※画像はイメージです。甘粕景持
Amakasu Kagemochi
川中島で殿軍を務めた上杉四天王の一人
解説
生涯と出自
甘粕景持(あまかす かげもち)は享禄2年(1529年)、越後国飯塚の桝形城主の家系に生まれたと伝わる。河内源氏義国流新田氏の流れを汲むとされる家柄で、上杉謙信の家臣として複数の城の統治を任された重臣である。
川中島の戦いでの活躍
景持の武名を決定づけたのが永禄4年(1561年)の第四次川中島の戦いである。山本勘助が立案した「啄木鳥戦法」を見破ったとされる上杉軍において、景持は千曲川を渡った上杉本隊とは別に千余の兵を率いて武田別働隊の来襲に備えた。合戦当日の9月10日朝、少数の兵で八幡原へ急ぐ武田別働隊1万2000を阻む働きを見せ、半月形の大長刀を振るって武田勢を圧倒したと伝わる。『甲陽軍鑑』には、寡兵の甘粕隊を謙信本隊と見誤る武田方の者が続出したと記され、その奮戦ぶりが強調されている。
殿軍としての功績
合戦終盤、上杉軍が撤退する際には直江山城守(実綱)とともに殿(しんがり)を務め、全軍が犀川を渡り終えるまで市村に陣を敷いて後詰めにあたった。この撤退戦での働きにより、謙信から金の鎌の立物を拝領したとの逸話も伝わっている。
御館の乱以後
天正6年(1578年)に謙信が没すると、跡目をめぐる御館の乱では上杉景勝方に与して勝利に貢献した。天正10年(1582年)には三条城将となり、恩賞を巡って景勝に反旗を翻した新発田重家討伐の前衛を担うなど、景勝政権下でも軍事の要として活躍を続けた。
晩年
慶長3年(1598年)、徳川家康に屈した景勝の会津・米沢移封に従い、最終的な知行は1100石であったと伝わる。
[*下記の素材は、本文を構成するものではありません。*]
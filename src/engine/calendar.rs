// ==========================================
// 志愿者值班排班系统 - 值班日历
// ==========================================
// 职责: 把周期展开为值班日期序列
// 红线: 无状态、无副作用、无 I/O 操作
// ==========================================

use crate::domain::types::DayType;
use chrono::NaiveDate;
use std::collections::BTreeSet;

// ==========================================
// ServiceCalendar - 纯函数工具类
// ==========================================
pub struct ServiceCalendar;

impl ServiceCalendar {
    /// 判定是否为值班日
    ///
    /// # 规则
    /// - 日类型在所选值班日类型中
    /// - 且不在排除日期集合中
    pub fn is_service_date(
        date: NaiveDate,
        service_day_types: &BTreeSet<DayType>,
        excluded_dates: &BTreeSet<NaiveDate>,
    ) -> bool {
        service_day_types.contains(&DayType::from_date(date)) && !excluded_dates.contains(&date)
    }

    /// 展开周期内的值班日期（升序，首尾均包含）
    ///
    /// # 参数
    /// - start / end: 周期首尾日期
    /// - service_day_types: 所选值班日类型
    /// - excluded_dates: 排除日期
    pub fn service_dates(
        start: NaiveDate,
        end: NaiveDate,
        service_day_types: &BTreeSet<DayType>,
        excluded_dates: &BTreeSet<NaiveDate>,
    ) -> Vec<NaiveDate> {
        start
            .iter_days()
            .take_while(|d| *d <= end)
            .filter(|d| Self::is_service_date(*d, service_day_types, excluded_dates))
            .collect()
    }
}
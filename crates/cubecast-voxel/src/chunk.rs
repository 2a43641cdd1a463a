//! Dense occupancy storage for one 16×16×16 chunk.
//!
//! Every block is one byte: [`AIR`] (zero) is empty, any other value is solid.
//! Accessors take world block coordinates and reduce them to an in-chunk index
//! with a Euclidean remainder, so every access lands inside the array.

use std::ops::Range;

use glam::{IVec3, UVec3};

use crate::coords::{
    CHUNK_DIM, CHUNK_VOLUME, ChunkCoord, local_coords_from_index, local_index_of,
};

/// Empty block.
pub const AIR: u8 = 0;

/// Default solid block value.
pub const SOLID: u8 = 1;

/// One chunk of the world: its chunk coordinate plus `CHUNK_VOLUME` occupancy bytes.
#[derive(Clone, Debug)]
pub struct Chunk {
    coord: ChunkCoord,
    blocks: Box<[u8]>,
    /// Set on every occupancy change; cleared by the consumer once it has re-read the chunk.
    dirty: bool,
    /// Monotonically increasing version counter, incremented on each mutation.
    version: u64,
}

impl Chunk {
    /// Creates an empty (all air) chunk at `coord`.
    pub fn new(coord: ChunkCoord) -> Self {
        Self {
            coord,
            blocks: vec![AIR; CHUNK_VOLUME].into_boxed_slice(),
            dirty: false,
            version: 0,
        }
    }

    /// Creates a chunk at `coord` with every block set to `value`.
    pub fn new_filled(coord: ChunkCoord, value: u8) -> Self {
        let mut chunk = Self::new(coord);
        chunk.blocks.fill(value);
        chunk
    }

    /// The chunk coordinate this chunk was created with.
    pub fn coord(&self) -> ChunkCoord {
        self.coord
    }

    /// Raw block value at world block coordinate `block`.
    pub fn get(&self, block: IVec3) -> u8 {
        self.blocks[local_index_of(block)]
    }

    /// Returns `true` if the block at `block` is solid.
    pub fn is_occupied(&self, block: IVec3) -> bool {
        self.get(block) != AIR
    }

    /// Writes `value` at `block`. Marks the chunk dirty if the value changed.
    pub fn set(&mut self, block: IVec3, value: u8) {
        self.write(local_index_of(block), value);
    }

    /// Empties the block at `block`.
    pub fn clear(&mut self, block: IVec3) {
        self.set(block, AIR);
    }

    /// Raw block value at in-chunk coordinates. Each component must be below `CHUNK_DIM`.
    pub fn get_local(&self, local: UVec3) -> u8 {
        self.blocks[Self::flat_local(local)]
    }

    /// Writes `value` at in-chunk coordinates. Each component must be below `CHUNK_DIM`.
    pub fn set_local(&mut self, local: UVec3, value: u8) {
        self.write(Self::flat_local(local), value);
    }

    /// Sets every block in the horizontal layers `layers` (local y) to `value`.
    pub fn fill_layers(&mut self, layers: Range<u32>, value: u8) {
        let dim = CHUNK_DIM as u32;
        for y in layers.start..layers.end.min(dim) {
            for z in 0..dim {
                for x in 0..dim {
                    self.set_local(UVec3::new(x, y, z), value);
                }
            }
        }
    }

    /// Number of solid blocks.
    pub fn solid_count(&self) -> usize {
        self.blocks.iter().filter(|&&b| b != AIR).count()
    }

    /// Returns `true` if no block in the chunk is solid.
    pub fn is_empty(&self) -> bool {
        self.blocks.iter().all(|&b| b == AIR)
    }

    /// World block coordinates of every solid block, in storage order.
    ///
    /// This is what a renderer walks to decide which cubes to draw.
    pub fn solid_blocks(&self) -> impl Iterator<Item = IVec3> + '_ {
        let origin = self.coord.origin_block();
        self.blocks
            .iter()
            .enumerate()
            .filter(|(_, b)| **b != AIR)
            .map(move |(i, _)| origin + local_coords_from_index(i).as_ivec3())
    }

    /// Returns `true` if the chunk changed since the last [`clear_dirty`](Self::clear_dirty).
    pub fn is_dirty(&self) -> bool {
        self.dirty
    }

    /// Acknowledges all pending changes.
    pub fn clear_dirty(&mut self) {
        self.dirty = false;
    }

    /// Current version counter.
    pub fn version(&self) -> u64 {
        self.version
    }

    fn write(&mut self, index: usize, value: u8) {
        let slot = &mut self.blocks[index];
        if *slot != value {
            *slot = value;
            self.dirty = true;
            self.version += 1;
        }
    }

    fn flat_local(local: UVec3) -> usize {
        debug_assert!(local.max_element() < CHUNK_DIM as u32);
        let dim = CHUNK_DIM as usize;
        local.z as usize * dim * dim + local.y as usize * dim + local.x as usize
    }
}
慶長9年6月26日(1604年7月22日)、76歳で没した。
刀剣との関わり
上杉家に伝わる武具の中には「甘粕近江守長重(景持)腰差」として上杉博物館に収蔵される品があり、川中島の戦いを戦い抜いた景持の武具の実物として今日に伝えられている。
後世の評価
上杉四天王の一人に数えられる甘粕景持は、川中島の戦いにおける殿軍としての功績から、寡兵をもって大軍を欺いた知略と胆力を兼ね備えた武将として高く評価されている。